Особливості взаємодії інгібіторів із протеїнфосфатазами, що потенційно пов’язані з цитоскелетом
Aim. Recent studies revealed significant structure differences in phosphatase inhibitors suppressing serine/threonine and tyrosine-specific protein phosphatases (PPs), involved in MT-cytoskeleton structure and dynamics regulation. The matter of current study was revision of known inhibitors of "cytoskeletal" PPs, as well as the study of specific features of ligand-protein interaction. Methods. Deposited in RCSB PDB ligand-protein complexes were analyzed using ZINCPharmer, PoseView, CCDC Relibase, PRODRAG, LigandScout, Gromacs (MM+, CHARMM) and BIOVIA DS Visualizer. Results. Were established structural features of ligand-protein interactions for 32-x PDB structures: 23 for PPPs in complex with NHC, ENL, OKA, PRD_000212, PRD_000215, CYU, PRD_000214, PRD_000213, E7B, XT1/XT2 and 9 for PTPs in complex with 761, OAI, 878, OBA, 825; DBD, PSY, ZYZ, PVS. Conclusions.
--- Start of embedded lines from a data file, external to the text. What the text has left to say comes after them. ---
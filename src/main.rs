//! # Torrus BitTorrent Client
//!
//! A command-line BitTorrent client built on the torrus download engine.
//!
//! ## Usage
//!
//! ```bash
//! torrus <torrent_file>
//! torrus <torrent_file> -o <download_folder>
//! ```
//!
//! ## Architecture
//!
//! The binary is a thin front-end: it parses arguments, constructs the
//! engine, adds the torrent, and polls the engine's stats surface to drive a
//! progress bar until the torrent reaches a terminal state.

use std::path::{Path, PathBuf};
use std::thread;
use std::time::Duration;

use anyhow::{anyhow, Result};
use clap::Parser;
use indicatif::{ProgressBar, ProgressStyle};

use torrus::{Config, Engine, TorrentState};

// How often to refresh the progress display
const POLL_INTERVAL: Duration = Duration::from_millis(200);

#[derive(Parser, Debug)]
#[command(
    author,
    version,
    about = "A multi-threaded command-line BitTorrent client, written in Rust."
)]
struct Args {
    /// Path to the .torrent file
    torrent: String,

    /// Download folder (defaults to the current directory)
    #[arg(short = 'o', long)]
    output: Option<PathBuf>,

    /// Worker thread count (defaults to available cores minus one)
    #[arg(short = 'w', long)]
    workers: Option<usize>,

    /// Download attempts per piece before giving up
    #[arg(long)]
    max_try: Option<usize>,
}

fn run(args: Args) -> Result<()> {
    // Check if torrent file exists
    if !Path::new(&args.torrent).exists() {
        return Err(anyhow!("could not find torrent file: {}", args.torrent));
    }

    let mut config = Config::default();
    if let Some(output) = args.output {
        config.download_folder = output;
    }
    if let Some(max_try) = args.max_try {
        config.max_try = max_try;
    }
    config.workers = args.workers;

    let engine = Engine::new(config);
    let tid = engine.add_torrent(Path::new(&args.torrent))?;

    let stats = engine
        .get_gui_data_of(tid)
        .ok_or_else(|| anyhow!("torrent disappeared right after loading"))?;
    println!("Downloading {:?} ({} pieces)", stats.name, stats.pieces_count);

    // Create progress bar
    let pb = ProgressBar::new(stats.pieces_count as u64);
    pb.set_style(
        ProgressStyle::default_bar()
            .template("{spinner:.green} {pos}/{len} pieces [{bar:40.cyan/blue}] {percent}%")
            .unwrap()
            .progress_chars("#>-"),
    );

    // Poll the engine until the torrent reaches a terminal state
    loop {
        let stats = engine
            .get_gui_data_of(tid)
            .ok_or_else(|| anyhow!("torrent disappeared while downloading"))?;
        pb.set_position(stats.pieces_processed as u64);

        match stats.state {
            TorrentState::Completed => {
                pb.finish();
                println!("Saved \"{}\".", stats.name);
                return Ok(());
            }
            TorrentState::Error => {
                pb.abandon();
                return Err(anyhow!("download failed, no peer could serve a piece"));
            }
            TorrentState::Stopped => {
                pb.abandon();
                return Err(anyhow!("download was stopped"));
            }
            _ => {}
        }

        thread::sleep(POLL_INTERVAL);
    }
}

fn main() {
    // Initialize logger
    pretty_env_logger::init_timed();

    // Parse arguments
    let args = Args::parse();

    // Run program, eventually exit failure
    if let Err(error) = run(args) {
        eprintln!("Error: {}", error);
        std::process::exit(1);
    }

    // Exit success
    std::process::exit(0);
}
//! # Peer Information
//!
//! This module defines the `Peer` structure and parses the compact peer
//! format returned by BitTorrent trackers.
//!
//! ## Compact Peer Format
//!
//! The tracker response packs each peer into 6 bytes:
//!
//! ```text
//! <IP: 4 bytes><Port: 2 bytes>
//! ```
//!
//! Both fields are in network byte order (big-endian).

use std::fmt;
use std::io::Cursor;
use std::net::Ipv4Addr;

use anyhow::{anyhow, Result};
use byteorder::{BigEndian, ReadBytesExt};

// Size of one compact peer entry in bytes
const PEER_SIZE: usize = 6;

/// A remote endpoint believed to hold (parts of) a torrent's content.
#[derive(Debug, Clone, Copy, PartialEq, Eq, Hash)]
pub struct Peer {
    /// IPv4 address of the peer
    pub ip: Ipv4Addr,
    /// Port number for connecting to the peer
    pub port: u16,
}

impl Peer {
    /// Build a new peer.
    pub fn new(ip: Ipv4Addr, port: u16) -> Peer {
        Peer { ip, port }
    }
}

impl fmt::Display for Peer {
    /// Formats the peer as `A.B.C.D:P`.
    fn fmt(&self, f: &mut fmt::Formatter<'_>) -> fmt::Result {
        write!(f, "{}:{}", self.ip, self.port)
    }
}

/// Parse a compact peer list from a tracker response.
///
/// # Arguments
///
/// * `compact` - Concatenated 6-byte peer entries.
///
/// # Errors
///
/// Returns an error if the byte length is not a multiple of 6.
pub fn parse_compact_peers(compact: &[u8]) -> Result<Vec<Peer>> {
    // Check tracker peers are valid
    if compact.len() % PEER_SIZE != 0 {
        return Err(anyhow!("received invalid peers from tracker"));
    }

    let mut peers = Vec::with_capacity(compact.len() / PEER_SIZE);
    for entry in compact.chunks_exact(PEER_SIZE) {
        let ip = Ipv4Addr::new(entry[0], entry[1], entry[2], entry[3]);

        let mut port_cursor = Cursor::new(&entry[4..6]);
        let port = port_cursor.read_u16::<BigEndian>()?;

        peers.push(Peer::new(ip, port));
    }

    Ok(peers)
}
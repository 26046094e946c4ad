//! # Piece Storage
//!
//! This module persists downloaded piece bytes. The engine talks to storage
//! through the [`Storage`] trait so tests can capture writes in memory; the
//! production implementation writes positioned ranges into files on disk,
//! creating intermediate directories as needed.

use std::fs::{self, OpenOptions};
use std::io::{Seek, SeekFrom, Write};
use std::path::Path;

use thiserror::Error;

/// Errors produced while persisting piece bytes.
#[derive(Error, Debug)]
pub enum StorageError {
    #[error("could not create directory `{path}`")]
    CreateDir {
        path: String,
        #[source]
        source: std::io::Error,
    },
    #[error("could not write `{path}`")]
    Write {
        path: String,
        #[source]
        source: std::io::Error,
    },
}

/// Byte-range writer used by the engine to persist subpieces.
pub trait Storage: Send + Sync {
    /// Write `bytes` into the file at `path`, starting at `offset`.
    ///
    /// Intermediate directories are created; the file grows as needed.
    fn write_bytes(&self, path: &Path, bytes: &[u8], offset: u64) -> Result<(), StorageError>;
}

/// Storage backed by the local filesystem.
pub struct DiskStorage;

impl Storage for DiskStorage {
    fn write_bytes(&self, path: &Path, bytes: &[u8], offset: u64) -> Result<(), StorageError> {
        if let Some(parent) = path.parent() {
            if !parent.as_os_str().is_empty() {
                fs::create_dir_all(parent).map_err(|source| StorageError::CreateDir {
                    path: parent.display().to_string(),
                    source,
                })?;
            }
        }

        let write = |source| StorageError::Write {
            path: path.display().to_string(),
            source,
        };

        let mut file = OpenOptions::new()
            .write(true)
            .create(true)
            .truncate(false)
            .open(path)
            .map_err(write)?;
        file.seek(SeekFrom::Start(offset)).map_err(write)?;
        file.write_all(bytes).map_err(write)?;

        Ok(())
    }
}
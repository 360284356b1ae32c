pub mod config;
pub mod console;
pub mod contract;
pub mod logging;
pub mod provider;
pub mod transactions;
pub mod types;
pub mod ui;
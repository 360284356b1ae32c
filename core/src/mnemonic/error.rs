use thiserror::Error;

use crate::keys::KeyPairError;

#[derive(Debug, Error)]
pub enum MnemonicError {
    #[error("Mnemonic must have 24 words, got {0}")]
    UnexpectedWordCount(usize),

    #[error("Unknown mnemonic word {0}")]
    InvalidWord(String),

    #[error("Mnemonic doesn't match its password (first seed byte: {0:#X})")]
    InvalidFirstByte(u8),

    #[error("Mnemonic requires a password (first seed byte: {0:#X})")]
    PasswordRequired(u8),

    #[error("Invalid hmac key length ({0})")]
    InvalidKeyLength(#[from] hmac::digest::InvalidLength),

    #[error("Key pair derivation failed ({0})")]
    KeyPair(#[from] KeyPairError),
}
use std::fmt::{Debug, Display, Formatter};
use std::str::FromStr;

use base64::engine::general_purpose::{STANDARD_NO_PAD, URL_SAFE_NO_PAD};
use base64::Engine;
use crc::Crc;
use lazy_static::lazy_static;

use super::{TonAddressParseError, TonHash};
use crate::cell::{StateInit, TonCellError};

mod serde_impl;

lazy_static! {
    pub static ref CRC_16_XMODEM: Crc<u16> = Crc::<u16>::new(&crc::CRC_16_XMODEM);
}

const USER_FRIENDLY_LEN: usize = 48;

/// Flags carried by the user-friendly (base64) address form.
#[derive(Clone, Copy, Debug, PartialEq, Eq)]
pub struct AddressFlags {
    pub bounceable: bool,
    pub testnet: bool,
}

impl Default for AddressFlags {
    fn default() -> Self {
        AddressFlags {
            bounceable: true,
            testnet: false,
        }
    }
}

impl AddressFlags {
    fn tag(self) -> u8 {
        let mut tag = if self.bounceable { 0x11 } else { 0x51 };
        if self.testnet {
            tag |= 0x80;
        }
        tag
    }

    fn from_tag(tag: u8) -> Option<AddressFlags> {
        let testnet = tag & 0x80 != 0;
        let bounceable = match tag & 0x7f {
            0x11 => true,
            0x51 => false,
            _ => return None,
        };
        Some(AddressFlags {
            bounceable,
            testnet,
        })
    }
}

/// Standard internal address: workchain and 256-bit account id.
///
/// An absent address (`addr_none`) is modelled as `Option<TonAddress>`.
#[derive(PartialEq, Eq, Clone, Hash)]
pub struct TonAddress {
    pub workchain: i32,
    pub hash_part: TonHash,
}

impl TonAddress {
    pub fn new(workchain: i32, hash_part: &TonHash) -> TonAddress {
        TonAddress {
            workchain,
            hash_part: *hash_part,
        }
    }

    /// Address of the contract deployed in `workchain` with `state_init`.
    pub fn from_state_init(
        workchain: i32,
        state_init: &StateInit,
    ) -> Result<TonAddress, TonCellError> {
        Ok(TonAddress::new(workchain, &state_init.build()?.cell_hash()))
    }

    pub fn from_hex_str(s: &str) -> Result<TonAddress, TonAddressParseError> {
        let (wc, hash) = s.split_once(':').ok_or_else(|| {
            TonAddressParseError::new(s, "Invalid hex address string: wrong address format")
        })?;
        let workchain = wc.parse::<i32>().map_err(|_| {
            TonAddressParseError::new(s, "Invalid hex address string: parse int error")
        })?;
        let hash_part = hex::decode(hash)
            .ok()
            .and_then(|bytes| TonHash::try_from(bytes.as_slice()).ok())
            .ok_or_else(|| {
                TonAddressParseError::new(s, "Invalid hex address string: bad account id")
            })?;
        Ok(TonAddress::new(workchain, &hash_part))
    }

    pub fn from_base64_url(s: &str) -> Result<TonAddress, TonAddressParseError> {
        Ok(Self::from_base64_url_flags(s)?.0)
    }

    pub fn from_base64_url_flags(s: &str) -> Result<(TonAddress, AddressFlags), TonAddressParseError> {
        Self::from_user_friendly(s, URL_SAFE_NO_PAD.decode(s))
    }

    pub fn from_base64_std(s: &str) -> Result<TonAddress, TonAddressParseError> {
        Ok(Self::from_base64_std_flags(s)?.0)
    }

    pub fn from_base64_std_flags(s: &str) -> Result<(TonAddress, AddressFlags), TonAddressParseError> {
        Self::from_user_friendly(s, STANDARD_NO_PAD.decode(s))
    }

    fn from_user_friendly(
        src: &str,
        decoded: Result<Vec<u8>, base64::DecodeError>,
    ) -> Result<(TonAddress, AddressFlags), TonAddressParseError> {
        if src.len() != USER_FRIENDLY_LEN {
            return Err(TonAddressParseError::new(
                src,
                "Invalid base64 address: wrong length",
            ));
        }
        let bytes: [u8; 36] = decoded
            .ok()
            .and_then(|bytes| bytes.try_into().ok())
            .ok_or_else(|| TonAddressParseError::new(src, "Invalid base64 address: decode error"))?;

        let flags = AddressFlags::from_tag(bytes[0])
            .ok_or_else(|| TonAddressParseError::new(src, "Invalid base64 address: wrong tag byte"))?;
        let calc_crc = CRC_16_XMODEM.checksum(&bytes[0..34]);
        let addr_crc = u16::from_be_bytes([bytes[34], bytes[35]]);
        if calc_crc != addr_crc {
            return Err(TonAddressParseError::new(
                src,
                "Invalid base64 address: CRC mismatch",
            ));
        }
        let workchain = bytes[1] as i8 as i32;
        let hash_part = TonHash::try_from(&bytes[2..34])
            .map_err(|_| TonAddressParseError::new(src, "Invalid base64 address: bad account id"))?;
        Ok((TonAddress::new(workchain, &hash_part), flags))
    }

    pub fn to_hex(&self) -> String {
        format!("{}:{}", self.workchain, hex::encode(self.hash_part))
    }

    pub fn to_base64_url(&self) -> String {
        self.to_base64_url_flags(AddressFlags::default())
    }

    pub fn to_base64_url_flags(&self, flags: AddressFlags) -> String {
        URL_SAFE_NO_PAD.encode(self.user_friendly_bytes(flags))
    }

    pub fn to_base64_std(&self) -> String {
        STANDARD_NO_PAD.encode(self.user_friendly_bytes(AddressFlags::default()))
    }

    fn user_friendly_bytes(&self, flags: AddressFlags) -> [u8; 36] {
        let mut bytes = [0u8; 36];
        bytes[0] = flags.tag();
        bytes[1] = (self.workchain & 0xff) as u8;
        bytes[2..34].copy_from_slice(&self.hash_part);
        let crc = CRC_16_XMODEM.checksum(&bytes[0..34]);
        bytes[34..36].copy_from_slice(&crc.to_be_bytes());
        bytes
    }
}

impl Display for TonAddress {
    fn fmt(&self, f: &mut Formatter<'_>) -> std::fmt::Result {
        f.write_str(self.to_base64_url().as_str())
    }
}

impl Debug for TonAddress {
    fn fmt(&self, f: &mut Formatter<'_>) -> std::fmt::Result {
        f.write_str(self.to_base64_url().as_str())
    }
}

impl FromStr for TonAddress {
    type Err = TonAddressParseError;

    fn from_str(s: &str) -> Result<Self, Self::Err> {
        if s.len() == USER_FRIENDLY_LEN {
            if s.contains('-') || s.contains('_') {
                TonAddress::from_base64_url(s)
            } else {
                TonAddress::from_base64_std(s)
            }
        } else {
            TonAddress::from_hex_str(s)
        }
    }
}

impl TryFrom<String> for TonAddress {
    type Error = TonAddressParseError;

    fn try_from(value: String) -> Result<Self, Self::Error> {
        Self::from_str(value.as_str())
    }
}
It was found that binding of PP-inhibitors with target proteins generally occurs with the assistance of metal ion(s) and water molecule(s). Also, it was created local database of PP-inhibitors with necessary for subsequent bioinformatic research: topology, biological activity and natural conformation.
Keywords: protein phosphatase inhibitors, PPP, PTP, chemoinformatics.